▶ _ACTIVITY_: Repeat only part of the entries. Start at the line that has "pub mod indexer;" and keep going through the last line, exactly as given.

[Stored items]
▶

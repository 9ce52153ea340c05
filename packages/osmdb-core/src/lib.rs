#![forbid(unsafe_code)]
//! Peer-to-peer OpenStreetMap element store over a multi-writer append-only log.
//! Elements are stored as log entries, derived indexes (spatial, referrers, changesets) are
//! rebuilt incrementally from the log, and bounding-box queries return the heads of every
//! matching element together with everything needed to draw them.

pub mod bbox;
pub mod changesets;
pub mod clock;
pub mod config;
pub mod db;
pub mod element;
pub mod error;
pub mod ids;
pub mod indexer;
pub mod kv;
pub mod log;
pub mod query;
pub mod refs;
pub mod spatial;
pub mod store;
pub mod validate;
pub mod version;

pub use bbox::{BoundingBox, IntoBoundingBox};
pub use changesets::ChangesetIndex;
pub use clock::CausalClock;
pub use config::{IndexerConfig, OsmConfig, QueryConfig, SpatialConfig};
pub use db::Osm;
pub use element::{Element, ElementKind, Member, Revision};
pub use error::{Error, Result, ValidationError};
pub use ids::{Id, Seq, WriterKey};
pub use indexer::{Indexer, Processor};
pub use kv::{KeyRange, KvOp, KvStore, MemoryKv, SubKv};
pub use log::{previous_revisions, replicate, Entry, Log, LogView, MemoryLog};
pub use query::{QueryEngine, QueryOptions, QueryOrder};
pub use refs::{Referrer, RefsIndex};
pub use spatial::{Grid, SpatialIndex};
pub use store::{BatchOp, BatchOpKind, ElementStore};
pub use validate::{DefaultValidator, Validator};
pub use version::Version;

◀

▶ _YOUR RESPONSE_:
pub mod indexer;
pub mod kv;
pub mod log;
pub mod query;
pub mod refs;
pub mod spatial;
pub mod store;
pub mod validate;
pub mod version;

pub use bbox::{BoundingBox, IntoBoundingBox};
pub use changesets::ChangesetIndex;
pub use clock::CausalClock;
pub use config::{IndexerConfig, OsmConfig, QueryConfig, SpatialConfig};
pub use db::Osm;
pub use element::{Element, ElementKind, Member, Revision};
pub use error::{Error, Result, ValidationError};
pub use ids::{Id, Seq, WriterKey};
pub use indexer::{Indexer, Processor};
pub use kv::{KeyRange, KvOp, KvStore, MemoryKv, SubKv};
pub use log::{previous_revisions, replicate, Entry, Log, LogView, MemoryLog};
pub use query::{QueryEngine, QueryOptions, QueryOrder};
pub use refs::{Referrer, RefsIndex};
pub use spatial::{Grid, SpatialIndex};
pub use store::{BatchOp, BatchOpKind, ElementStore};
pub use validate::{DefaultValidator, Validator};
pub use version::Version;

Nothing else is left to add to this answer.